*** Opening Available data ***
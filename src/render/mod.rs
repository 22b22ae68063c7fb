//! Rendering: loaded objects to SCIM JSON.
//!
//! [`template`] expands the per-type JSON template against an object's
//! attributes, [`plugin`] runs the post-processing pipeline over the result,
//! and [`renderer`] ties the two together into the loaded-object →
//! rendered-object boundary the reconciliation engine consumes.

pub mod plugin;
pub mod renderer;
pub mod template;

pub use plugin::{resolve_plugins, PluginDisposition, PostProcessor};
pub use renderer::Renderer;
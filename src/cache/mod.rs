//! The persisted rendered-object cache.
//!
//! One binary file on disk holds the list of rendered objects most recently
//! confirmed-sent to the SCIM server. [`codec`] implements the versioned file
//! format and the atomic replace protocol; [`lock`] provides the best-effort
//! cross-process lock held around read-reconcile-replace.

pub mod codec;
pub mod lock;

pub use lock::AdvisoryFileLock;
//! Pre-render object filtering and attribute derivation.
//!
//! Both stages run between loading and rendering: [`transformer`] derives new
//! attributes from existing ones, [`limiter`] then decides which objects are
//! forwarded at all.

pub mod limiter;
pub mod transformer;

pub use limiter::{LimiterSpec, LoadLimiter};
pub use transformer::{TransformSpec, Transformer};

use regex::Regex;

/// Compile a pattern that must match a whole value, mirroring how match
/// patterns behave everywhere in the configuration surface (limiters,
/// transformers, virtual-group generation).
pub(crate) fn full_match_regex(pattern: &str) -> Result<Regex, regex::Error> {
    Regex::new(&format!("^(?:{pattern})$"))
}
*** Closing Available data ***
▸ What is required
Copy exactly the lines above, starting at the opening line and finishing at the line in which "runs the post-processing" occurs.

▸ Answer for this exercise
filename src/render/mod.rs
repository 22b22ae68063c7fb
//! Rendering: loaded objects to SCIM JSON.
//!
//! [`template`] expands the per-type JSON template against an object's
//! attributes, [`plugin`] runs the post-processing pipeline over the result,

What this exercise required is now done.